Colorado was the first state in the country to report a case of the B.1.1.7 variant first detected in the United Kingdom.
The Colorado Department of Public Health & Environment (CDPHE) is also investigating several cases of the variant initially detected in California: B.1.427/B.1.429. There are currently 114 confirmed variant cases and 72 under investigation in the state, according to the state's dashboard. In an email to 9News, CDPHE said:
"The state lab screens all of the positive tests it analyzes for variants, and screens batches of positive tests from private labs. Eventually, the lab plans to screen 5% of all positive tests in Colorado for the variant. Right now, it is screening about 3%," CDPHE said.
9Health Medical Expert Dr. Payal Kohli broke down what we know about COVID-19 variants, and what it means for our community:
"Remember, variants are essentially offshoots of the parent virus, so essentially what’s happened over the last year of coronavirus is that every time the virus divides, it can accumulate mutations," said Kohli. "The variants definitely spread more efficiently. Some of them cause more aggressive disease and because of that we really need to keep our eye on them because if we don’t check them, they quickly become the dominant strain and they sort of take over. "

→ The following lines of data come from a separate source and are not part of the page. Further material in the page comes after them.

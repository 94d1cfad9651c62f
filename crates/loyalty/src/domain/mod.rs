//! Domain Layer
//!
//! Contains entities, value objects, and the ports the application layer
//! drives (storage repositories, accrual source).

pub mod accrual;
pub mod balance;
pub mod credentials;
pub mod order;
pub mod order_number;
pub mod repository;

// Re-exports
pub use accrual::{AccrualReply, AccrualResult, AccrualSource};
pub use balance::Balance;
pub use credentials::Credentials;
pub use order::{LoyaltyOrder, OrderStatus, Withdrawal};
pub use order_number::OrderNumber;
pub use repository::{
    AccrualRepository, BalanceRepository, OrderRepository, SecurityRepository, UserRepository,
};
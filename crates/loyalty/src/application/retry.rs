//! Retry Envelope
//!
//! Wraps every handler→storage call with a deadline and Fibonacci-backoff
//! retries. Errors in the closed domain set are control signals and pass
//! through immediately; only infrastructural failures are retried.

use std::future::Future;
use std::time::Duration;

use crate::error::{LoyaltyError, LoyaltyResult};

/// Deadline + bounded-retry policy applied uniformly to storage operations
#[derive(Debug, Clone, Copy)]
pub struct RetryPolicy {
    max_retries: u32,
    base_delay: Duration,
    timeout: Duration,
}

impl Default for RetryPolicy {
    fn default() -> Self {
        Self {
            max_retries: 3,
            base_delay: Duration::from_secs(1),
            timeout: Duration::from_secs(30),
        }
    }
}

impl RetryPolicy {
    pub fn new(max_retries: u32, base_delay: Duration, timeout: Duration) -> Self {
        Self {
            max_retries,
            base_delay,
            timeout,
        }
    }

    /// Run `op` under this policy
    ///
    /// `op` is re-invoked for each attempt. Exhausting the retries surfaces
    /// the last underlying error; an elapsed deadline surfaces `Deadline`.
    pub async fn run<T, F, Fut>(&self, op: F) -> LoyaltyResult<T>
    where
        F: Fn() -> Fut,
        Fut: Future<Output = LoyaltyResult<T>>,
    {
        tokio::time::timeout(self.timeout, self.attempts(op))
            .await
            .unwrap_or(Err(LoyaltyError::Deadline))
    }

    async fn attempts<T, F, Fut>(&self, op: F) -> LoyaltyResult<T>
    where
        F: Fn() -> Fut,
        Fut: Future<Output = LoyaltyResult<T>>,
    {
        let mut backoff = fibonacci(self.base_delay);
        let mut retries = 0;

        loop {
            match op().await {
                Ok(value) => return Ok(value),
                Err(err) if err.is_domain() => return Err(err),
                Err(err) => {
                    if retries >= self.max_retries {
                        return Err(err);
                    }
                    retries += 1;
                    let delay = backoff.next().unwrap_or(self.base_delay);
                    tracing::warn!(
                        error = %err,
                        retry = retries,
                        delay_ms = delay.as_millis() as u64,
                        "Retrying storage operation"
                    );
                    tokio::time::sleep(delay).await;
                }
            }
        }
    }
}

/// Fibonacci delay sequence: base, base, 2*base, 3*base, 5*base, ...
fn fibonacci(base: Duration) -> impl Iterator<Item = Duration> {
    let mut prev = 0u32;
    let mut cur = 1u32;
    std::iter::from_fn(move || {
        let next = prev.saturating_add(cur);
        prev = cur;
        cur = next;
        Some(base.saturating_mul(prev))
    })
}
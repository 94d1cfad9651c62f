//! Signed Bearer-Token Codec
//!
//! HS256 sign/verify using the `jsonwebtoken` crate. Tokens carry the
//! account id and an expiry, nothing else; the signing key is the hex
//! secret persisted by storage at first boot.

use chrono::{Duration, Utc};
use jsonwebtoken::{Algorithm, DecodingKey, EncodingKey, Header, Validation};
use serde::{Deserialize, Serialize};
use thiserror::Error;

/// Default token lifetime in seconds (12 hours)
pub const TOKEN_TTL_SECS: i64 = 12 * 3600;

#[derive(Debug, Error)]
pub enum TokenError {
    #[error("token signing failed: {0}")]
    Sign(#[source] jsonwebtoken::errors::Error),

    /// Signature mismatch, wrong algorithm, expiry in the past, or an
    /// unparseable payload. Callers respond 401 without distinguishing.
    #[error("token is not valid")]
    Verify(#[source] jsonwebtoken::errors::Error),
}

#[derive(Debug, Serialize, Deserialize)]
struct Claims {
    #[serde(rename = "UserID")]
    user_id: i64,
    exp: i64,
}

/// Issue a token for `user_id`, valid for [`TOKEN_TTL_SECS`]
pub fn issue(user_id: i64, secret: &str) -> Result<String, TokenError> {
    issue_with_ttl(user_id, secret, Duration::seconds(TOKEN_TTL_SECS))
}

/// Issue a token with an explicit lifetime
pub fn issue_with_ttl(user_id: i64, secret: &str, ttl: Duration) -> Result<String, TokenError> {
    let claims = Claims {
        user_id,
        exp: (Utc::now() + ttl).timestamp(),
    };

    jsonwebtoken::encode(
        &Header::new(Algorithm::HS256),
        &claims,
        &EncodingKey::from_secret(secret.as_bytes()),
    )
    .map_err(TokenError::Sign)
}

/// Verify a token and return the account id it was issued for
pub fn verify(token: &str, secret: &str) -> Result<i64, TokenError> {
    let validation = Validation::new(Algorithm::HS256);

    let data = jsonwebtoken::decode::<Claims>(
        token,
        &DecodingKey::from_secret(secret.as_bytes()),
        &validation,
    )
    .map_err(TokenError::Verify)?;

    Ok(data.claims.user_id)
}

#[cfg(test)]
mod tests {
    use super::*;

    const SECRET: &str = "oivohfo8Saelahv2vei8ee8Ighae3ei0";

    #[test]
    fn test_issue_and_verify_roundtrip() {
        let token = issue(100, SECRET).unwrap();
        assert!(token.len() >= 100);
        assert_eq!(token.split('.').count(), 3);

        let user_id = verify(&token, SECRET).unwrap();
        assert_eq!(user_id, 100);
    }

    #[test]
    fn test_wrong_secret_fails() {
        let token = issue(100, SECRET).unwrap();
        assert!(matches!(
            verify(&token, "some-other-secret"),
            Err(TokenError::Verify(_))
        ));
    }

    #[test]
    fn test_expired_token_fails() {
        // Well past any validation leeway
        let token = issue_with_ttl(100, SECRET, Duration::hours(-1)).unwrap();
        assert!(matches!(verify(&token, SECRET), Err(TokenError::Verify(_))));
    }

    #[test]
    fn test_tampered_token_fails() {
        let token = issue(100, SECRET).unwrap();
        let mut tampered = token.clone();
        tampered.pop();
        assert!(verify(&tampered, SECRET).is_err());
    }

    #[test]
    fn test_garbage_token_fails() {
        assert!(verify("not.a.token", SECRET).is_err());
        assert!(verify("", SECRET).is_err());
    }
}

Do you think the state is doing enough testing for variants?
Dr. Kohli: Given the number of variants that are circulating nationwide and what we’ve seen, we really do need to step that up so that we’re testing many more samples, and we can really start to identify these variants before they become dominant. If we’re only testing a little piece of the pie, we actually have to wait until they become dominant before they start showing up in that small piece of the pie. So, I do believe that more genotyping needs to be a priority.
What is genotyping?
Kohli: It's really looking at that genetic material and comparing it against the genetic material of the variants and saying is this the same as this variant or is this the parent virus, so really looking and doing analysis on the nucleotides and the amino acids and all that stuff.
What do we know about the variants as it relates to vaccines?
Kohli: The Moderna and Pfizer vaccine both appear to be clinically effective against the variants, however their efficacy is substantially reduced.
With respect to the Johnson and Johnson vaccine, the data has been encouraging with the variant that was first detected in South Africa, because part of the trial was done in South Africa where greater than 95% of the cases were of the variant. They had an efficacy just above 57%.
Does the quarantine time period change if someone comes into contact with another person who has a confirmed case of a COVID-19 variant?
Kohli: Really the quarantine period with these new variants doesn’t particularly change. If anything, because they’re a little more aggressive, they can potentially manifest themselves a little bit earlier. The CDC said you have to quarantine for about 10 days if you have a negative test, with no testing at all you still want to stick to that 14 days.
What does change with the new variant because they spread more efficiently is you have to minimize your time indoors. If you’re indoors with somebody who has one of these new variants for less period of time or in closer contact with them, or what have you as compared to the original virus, it can spread a lot more effectively.